Sunday, April 20, 2008

Raising the Training Wheels

I recently graduated from biweekly to monthly counseling. After about a year, with the antidepressants working really well, and the emotional boost from successfully applying for my MPH program, I started to think that I wouldn't have much to talk about every two weeks, and it would help my schedule to scale back too. My counselor brought it up as I was preparing to start classes, and I agreed.

When I first sought counseling (well, the first time since moving to San Diego), I went only once a month, and it was useless. So much was going on in my life, and my emotions, that I'd have some crisis at the two-week point, struggle through it, and then be too distanced from it by the time I got back to see my counselor to figure out what had caused the emotional crash. My sessions would turn into "well, I was having a horrible time two weeks ago, but I'm FINE now..." So when I decided to approach counseling as a however-long-it-takes proposition, we started weekly, quickly found that was too often, and settled into a biweekly routine. My sessions would send me off in a positive frame of mind, set up well for the week, then as challenges presented themselves, my next meeting with the warm, ironic woman in the rainbow sweater was only (at worst) 10 days away, and I would picture myself telling her about what was going on, and it helped me get through without a meltdown. Often it got me through without even getting close to a meltdown.

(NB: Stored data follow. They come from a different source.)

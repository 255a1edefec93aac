//! Schema mapping summary for fpbx-callflow

use colored::*;
use freepbx_callflow::{Analysis, CollectionStatus, ComponentKind};

/// Prints which table each component came from and how collection went
pub struct SchemaSummary {
    color: bool,
}

impl SchemaSummary {
    pub fn new(color: bool) -> Self {
        Self { color }
    }

    pub fn print(&self, analysis: &Analysis) {
        for line in self.lines(analysis) {
            println!("{}", line);
        }
        println!();
    }

    /// One line per component, in mapping order
    pub fn lines(&self, analysis: &Analysis) -> Vec<String> {
        let mut lines = vec![self.heading("Schema mapping")];

        for kind in ComponentKind::ALL {
            let Some(data) = analysis
                .collected
                .get(kind)
            else {
                continue;
            };

            let columns = analysis
                .mappings
                .as_ref()
                .and_then(|set| set.get(kind))
                .map(|mapping| {
                    mapping
                        .fields
                        .iter()
                        .map(|(logical, physical)| {
                            if logical == physical {
                                logical.clone()
                            } else {
                                format!("{}={}", logical, physical)
                            }
                        })
                        .collect::<Vec<_>>()
                        .join(", ")
                });

            let table = data
                .table
                .as_deref()
                .unwrap_or("-");
            let line = format!("  {:<18} {:<16}", kind.as_str(), table);
            let status = self.status(&data.status, data.records.len());
            lines.push(match columns {
                Some(columns) if !columns.is_empty() => {
                    format!("{} {} [{}]", line, status, columns)
                }
                _ => format!("{} {}", line, status),
            });
        }

        lines
    }

    fn heading(&self, text: &str) -> String {
        if self.color {
            text.bold()
                .to_string()
        } else {
            text.to_string()
        }
    }

    /// Color coding by collection outcome
    fn status(&self, status: &CollectionStatus, records: usize) -> String {
        let text = match status {
            CollectionStatus::Collected => format!("{} records", records),
            CollectionStatus::Failed(reason) => format!("failed: {}", reason),
            CollectionStatus::Unmapped => "unmapped".to_string(),
        };
        if !self.color {
            return text;
        }
        let colored: ColoredString = match status {
            CollectionStatus::Collected => text.green(),
            CollectionStatus::Failed(_) => text.red(),
            CollectionStatus::Unmapped => text.yellow(),
        };
        colored.to_string()
    }
}

#[cfg(test)]
mod tests {
    use super::*;
    use freepbx_callflow::{CollectedData, ComponentData, ComponentRecord};

    #[test]
    fn plain_lines_show_status() {
        let mut data = CollectedData::new().with_records(
            ComponentKind::Extensions,
            vec![ComponentRecord::with_fields([("extension", "410")])],
        );
        data.insert(ComponentKind::Queues, ComponentData::failed("queues_config", "timeout"));
        data.insert(ComponentKind::Trunks, ComponentData::unmapped());
        let analysis = Analysis::from_collected(data);

        let lines = SchemaSummary::new(false).lines(&analysis);
        assert_eq!(lines[0], "Schema mapping");
        assert!(lines[1].contains("extensions") && lines[1].ends_with("1 records"));
        assert!(lines[2].contains("queues_config") && lines[2].ends_with("failed: timeout"));
        assert!(lines[3].contains("trunks") && lines[3].ends_with("unmapped"));
    }
}
//! JSON dumps of collected component data.
//!
//! A snapshot lets a report be regenerated without access to the database.
//! The same format is written by `--dump` and read by `--snapshot`.

use serde::{Deserialize, Serialize};
use std::path::Path;
use tracing::debug;

use crate::{
    collector::CollectedData,
    constants::SNAPSHOT_VERSION,
    error::{CallflowError, CallflowResult},
};

/// Collected data plus a little provenance
#[derive(Debug, Clone, PartialEq, Eq, Serialize, Deserialize)]
pub struct Snapshot {
    pub version: u32,
    /// Where the data came from, e.g. `asterisk@/var/lib/mysql/mysql.sock`
    #[serde(default)]
    pub source: String,
    /// Free-form timestamp set by the writer
    #[serde(default, skip_serializing_if = "Option::is_none")]
    pub created_at: Option<String>,
    pub components: CollectedData,
}

impl Snapshot {
    pub fn new(source: impl Into<String>, components: CollectedData) -> Self {
        Self {
            version: SNAPSHOT_VERSION,
            source: source.into(),
            created_at: None,
            components,
        }
    }

    pub fn created_at(mut self, timestamp: impl Into<String>) -> Self {
        self.created_at = Some(timestamp.into());
        self
    }

    pub fn to_json(&self) -> CallflowResult<String> {
        Ok(serde_json::to_string_pretty(self)?)
    }

    /// Parse and version-check a snapshot
    pub fn from_json(text: &str) -> CallflowResult<Self> {
        let snapshot: Snapshot =
            serde_json::from_str(text).map_err(|e| CallflowError::InvalidSnapshot {
                message: e.to_string(),
            })?;
        if snapshot.version != SNAPSHOT_VERSION {
            return Err(CallflowError::InvalidSnapshot {
                message: format!(
                    "unsupported version {} (expected {})",
                    snapshot.version, SNAPSHOT_VERSION
                ),
            });
        }
        Ok(snapshot)
    }

    pub fn load(path: impl AsRef<Path>) -> CallflowResult<Self> {
        let path = path.as_ref();
        debug!("[SNAPSHOT] reading {}", path.display());
        let text = std::fs::read_to_string(path)?;
        Self::from_json(&text)
    }

    pub fn save(&self, path: impl AsRef<Path>) -> CallflowResult<()> {
        let path = path.as_ref();
        debug!("[SNAPSHOT] writing {}", path.display());
        std::fs::write(path, self.to_json()?)?;
        Ok(())
    }
}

Now the monthly cycle (not THAT monthly cycle) seems to be working, I am still getting a bit more harried at about the two-week point, my emotional stability must have a 14 day refractory period or something, but I am spotting problems in time, and while I am still able to force myself to take a look at what's really going on. I have to take a bit of time to myself to calm down and sort out the negative thoughts. I feel like the training wheels are still there, I can ( and do) wobble more but there's something there to prevent me from falling completely over, so I can stand the wobbling while I learn to balance by myself.

I am stressed out, but less depressed/anxious. I also know why I'm stressed out: I'm busy and working hard! I make more sense to myself than I did this time last year.